_YOUR OBJECTIVE_: Your answer consists of the lines in the data that contain "HttpState". Copy each of them.

_MATERIAL TO PROCESS_:
········
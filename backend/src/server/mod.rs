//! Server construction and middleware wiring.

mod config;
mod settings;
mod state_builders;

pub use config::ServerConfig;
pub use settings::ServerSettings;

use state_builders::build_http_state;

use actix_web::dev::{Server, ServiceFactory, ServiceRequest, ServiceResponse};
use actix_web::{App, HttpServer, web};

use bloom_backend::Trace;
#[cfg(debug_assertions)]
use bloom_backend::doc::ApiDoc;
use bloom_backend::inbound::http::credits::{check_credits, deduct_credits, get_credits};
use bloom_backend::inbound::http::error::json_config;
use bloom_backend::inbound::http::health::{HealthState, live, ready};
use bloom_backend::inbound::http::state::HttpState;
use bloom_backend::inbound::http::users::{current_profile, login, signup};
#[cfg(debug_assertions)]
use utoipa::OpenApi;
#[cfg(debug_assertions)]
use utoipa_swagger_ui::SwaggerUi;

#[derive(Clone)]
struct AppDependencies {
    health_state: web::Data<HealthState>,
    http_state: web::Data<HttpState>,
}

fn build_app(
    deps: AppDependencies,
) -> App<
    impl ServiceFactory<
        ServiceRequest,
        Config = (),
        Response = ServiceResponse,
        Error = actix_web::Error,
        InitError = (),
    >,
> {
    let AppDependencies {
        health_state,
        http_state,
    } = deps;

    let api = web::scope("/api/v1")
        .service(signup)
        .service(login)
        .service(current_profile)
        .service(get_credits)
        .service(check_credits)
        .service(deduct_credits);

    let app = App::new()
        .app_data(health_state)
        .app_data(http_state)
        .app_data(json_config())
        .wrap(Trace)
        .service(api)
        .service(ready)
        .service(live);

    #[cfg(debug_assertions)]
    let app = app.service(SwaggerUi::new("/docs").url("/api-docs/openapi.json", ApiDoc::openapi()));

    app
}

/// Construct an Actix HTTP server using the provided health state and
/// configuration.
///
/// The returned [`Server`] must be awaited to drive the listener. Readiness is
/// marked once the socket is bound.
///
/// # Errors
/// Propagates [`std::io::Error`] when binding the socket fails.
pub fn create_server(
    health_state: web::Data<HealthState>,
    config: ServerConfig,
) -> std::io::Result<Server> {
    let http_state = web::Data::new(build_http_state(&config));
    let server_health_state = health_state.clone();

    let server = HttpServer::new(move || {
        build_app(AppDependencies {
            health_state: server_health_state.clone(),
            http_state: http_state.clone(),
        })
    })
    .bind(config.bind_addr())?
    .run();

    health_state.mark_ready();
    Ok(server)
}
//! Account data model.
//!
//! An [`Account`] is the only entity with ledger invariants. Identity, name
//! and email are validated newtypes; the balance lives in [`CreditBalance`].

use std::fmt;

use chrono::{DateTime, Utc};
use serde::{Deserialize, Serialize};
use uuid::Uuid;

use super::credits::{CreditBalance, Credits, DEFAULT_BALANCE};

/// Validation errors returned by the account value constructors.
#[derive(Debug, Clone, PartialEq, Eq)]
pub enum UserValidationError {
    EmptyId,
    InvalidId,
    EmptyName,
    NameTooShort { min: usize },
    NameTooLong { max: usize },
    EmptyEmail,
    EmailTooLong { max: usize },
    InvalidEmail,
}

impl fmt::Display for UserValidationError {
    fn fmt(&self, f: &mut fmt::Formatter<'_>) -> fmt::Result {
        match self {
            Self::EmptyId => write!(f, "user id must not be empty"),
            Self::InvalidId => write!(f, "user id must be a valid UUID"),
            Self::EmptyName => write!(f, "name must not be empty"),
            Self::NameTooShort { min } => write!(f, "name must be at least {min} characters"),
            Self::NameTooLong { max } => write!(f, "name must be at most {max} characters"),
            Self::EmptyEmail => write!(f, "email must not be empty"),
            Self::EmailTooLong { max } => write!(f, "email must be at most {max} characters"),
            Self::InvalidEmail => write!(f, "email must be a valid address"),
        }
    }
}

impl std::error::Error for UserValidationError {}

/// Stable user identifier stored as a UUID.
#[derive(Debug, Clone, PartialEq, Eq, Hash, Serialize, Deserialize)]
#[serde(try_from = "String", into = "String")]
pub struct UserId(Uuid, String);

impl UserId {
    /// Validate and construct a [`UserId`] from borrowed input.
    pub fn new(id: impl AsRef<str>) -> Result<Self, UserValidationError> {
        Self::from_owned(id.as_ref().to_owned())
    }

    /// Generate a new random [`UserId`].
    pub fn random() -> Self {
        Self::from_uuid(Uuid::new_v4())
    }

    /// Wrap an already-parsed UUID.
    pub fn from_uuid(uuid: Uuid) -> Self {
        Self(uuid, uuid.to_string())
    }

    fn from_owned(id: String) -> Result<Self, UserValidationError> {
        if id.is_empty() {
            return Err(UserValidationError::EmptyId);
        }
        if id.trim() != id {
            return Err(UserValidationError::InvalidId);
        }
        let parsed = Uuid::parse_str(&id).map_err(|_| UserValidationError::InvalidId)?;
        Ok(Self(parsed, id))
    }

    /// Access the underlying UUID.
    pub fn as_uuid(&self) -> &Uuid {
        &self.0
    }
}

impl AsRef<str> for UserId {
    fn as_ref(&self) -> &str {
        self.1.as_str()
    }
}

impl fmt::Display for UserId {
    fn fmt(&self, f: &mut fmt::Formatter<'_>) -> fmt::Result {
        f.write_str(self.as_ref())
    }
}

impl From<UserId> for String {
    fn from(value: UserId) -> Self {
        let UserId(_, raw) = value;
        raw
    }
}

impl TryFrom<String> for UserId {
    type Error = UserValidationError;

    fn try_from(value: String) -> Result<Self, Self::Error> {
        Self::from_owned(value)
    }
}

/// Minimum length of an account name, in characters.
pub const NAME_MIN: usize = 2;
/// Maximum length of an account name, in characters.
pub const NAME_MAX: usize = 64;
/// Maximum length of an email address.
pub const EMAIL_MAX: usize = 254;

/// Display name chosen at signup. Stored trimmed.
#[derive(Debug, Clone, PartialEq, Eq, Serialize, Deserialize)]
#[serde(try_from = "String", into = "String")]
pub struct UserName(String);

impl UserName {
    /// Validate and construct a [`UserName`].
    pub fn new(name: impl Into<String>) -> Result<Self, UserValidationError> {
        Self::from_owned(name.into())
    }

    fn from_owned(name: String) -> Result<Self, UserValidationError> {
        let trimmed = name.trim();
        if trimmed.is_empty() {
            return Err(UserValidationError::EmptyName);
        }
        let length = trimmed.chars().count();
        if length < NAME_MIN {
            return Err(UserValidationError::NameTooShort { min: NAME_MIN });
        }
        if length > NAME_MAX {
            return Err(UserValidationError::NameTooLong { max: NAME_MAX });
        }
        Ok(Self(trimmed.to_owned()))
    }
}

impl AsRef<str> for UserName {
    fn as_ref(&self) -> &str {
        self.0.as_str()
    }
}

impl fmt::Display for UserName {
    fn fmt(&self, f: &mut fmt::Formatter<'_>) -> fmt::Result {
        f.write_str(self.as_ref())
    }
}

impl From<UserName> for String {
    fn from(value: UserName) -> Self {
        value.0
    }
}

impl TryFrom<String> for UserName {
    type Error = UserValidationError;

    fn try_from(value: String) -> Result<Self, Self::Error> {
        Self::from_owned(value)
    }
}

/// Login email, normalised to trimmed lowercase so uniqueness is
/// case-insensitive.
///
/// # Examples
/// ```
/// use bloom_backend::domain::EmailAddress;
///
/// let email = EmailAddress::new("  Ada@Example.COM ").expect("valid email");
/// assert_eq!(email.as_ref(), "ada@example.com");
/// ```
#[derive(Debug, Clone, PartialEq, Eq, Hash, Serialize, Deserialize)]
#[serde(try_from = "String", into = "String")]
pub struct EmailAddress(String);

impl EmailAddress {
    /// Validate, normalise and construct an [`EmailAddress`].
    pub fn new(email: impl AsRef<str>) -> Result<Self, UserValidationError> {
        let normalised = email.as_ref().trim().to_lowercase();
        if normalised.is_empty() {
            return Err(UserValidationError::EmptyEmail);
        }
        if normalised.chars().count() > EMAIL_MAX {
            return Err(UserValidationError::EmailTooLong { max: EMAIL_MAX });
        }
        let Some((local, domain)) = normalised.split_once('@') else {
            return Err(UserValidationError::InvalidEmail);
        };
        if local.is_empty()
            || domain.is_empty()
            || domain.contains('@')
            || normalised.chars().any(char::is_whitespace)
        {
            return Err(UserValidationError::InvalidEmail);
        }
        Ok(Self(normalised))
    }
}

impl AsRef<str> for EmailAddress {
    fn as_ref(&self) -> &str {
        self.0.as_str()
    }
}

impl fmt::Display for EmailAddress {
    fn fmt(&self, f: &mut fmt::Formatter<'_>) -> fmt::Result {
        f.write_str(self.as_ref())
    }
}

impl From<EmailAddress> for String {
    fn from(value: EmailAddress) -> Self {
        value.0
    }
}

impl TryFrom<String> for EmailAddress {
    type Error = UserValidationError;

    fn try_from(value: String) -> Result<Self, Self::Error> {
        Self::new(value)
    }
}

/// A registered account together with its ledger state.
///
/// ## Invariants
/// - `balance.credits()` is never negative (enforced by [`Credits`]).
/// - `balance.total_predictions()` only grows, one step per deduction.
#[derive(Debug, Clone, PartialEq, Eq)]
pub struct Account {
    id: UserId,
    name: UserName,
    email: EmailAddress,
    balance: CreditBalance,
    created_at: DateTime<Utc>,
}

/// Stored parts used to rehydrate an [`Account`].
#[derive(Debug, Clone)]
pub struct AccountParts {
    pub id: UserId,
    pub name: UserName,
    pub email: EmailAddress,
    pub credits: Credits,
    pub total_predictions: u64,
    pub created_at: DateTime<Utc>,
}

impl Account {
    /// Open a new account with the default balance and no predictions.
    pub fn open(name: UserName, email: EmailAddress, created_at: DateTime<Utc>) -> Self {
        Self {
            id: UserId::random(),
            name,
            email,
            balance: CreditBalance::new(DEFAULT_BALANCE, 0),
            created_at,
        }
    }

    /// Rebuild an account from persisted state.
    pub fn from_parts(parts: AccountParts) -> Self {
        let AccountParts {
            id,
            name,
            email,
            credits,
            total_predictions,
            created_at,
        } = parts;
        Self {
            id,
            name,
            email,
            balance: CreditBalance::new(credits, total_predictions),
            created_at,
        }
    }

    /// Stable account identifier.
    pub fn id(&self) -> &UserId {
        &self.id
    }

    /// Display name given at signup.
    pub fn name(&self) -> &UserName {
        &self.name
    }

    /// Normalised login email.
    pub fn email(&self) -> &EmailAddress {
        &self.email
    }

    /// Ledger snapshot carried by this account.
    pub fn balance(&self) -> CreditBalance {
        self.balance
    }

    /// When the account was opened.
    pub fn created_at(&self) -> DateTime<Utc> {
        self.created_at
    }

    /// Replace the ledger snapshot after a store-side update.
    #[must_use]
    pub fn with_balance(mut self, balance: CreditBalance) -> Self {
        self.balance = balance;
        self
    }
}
········
_ANSWER TO THIS PROBLEM_:
use bloom_backend::inbound::http::state::HttpState;
    http_state: web::Data<HttpState>,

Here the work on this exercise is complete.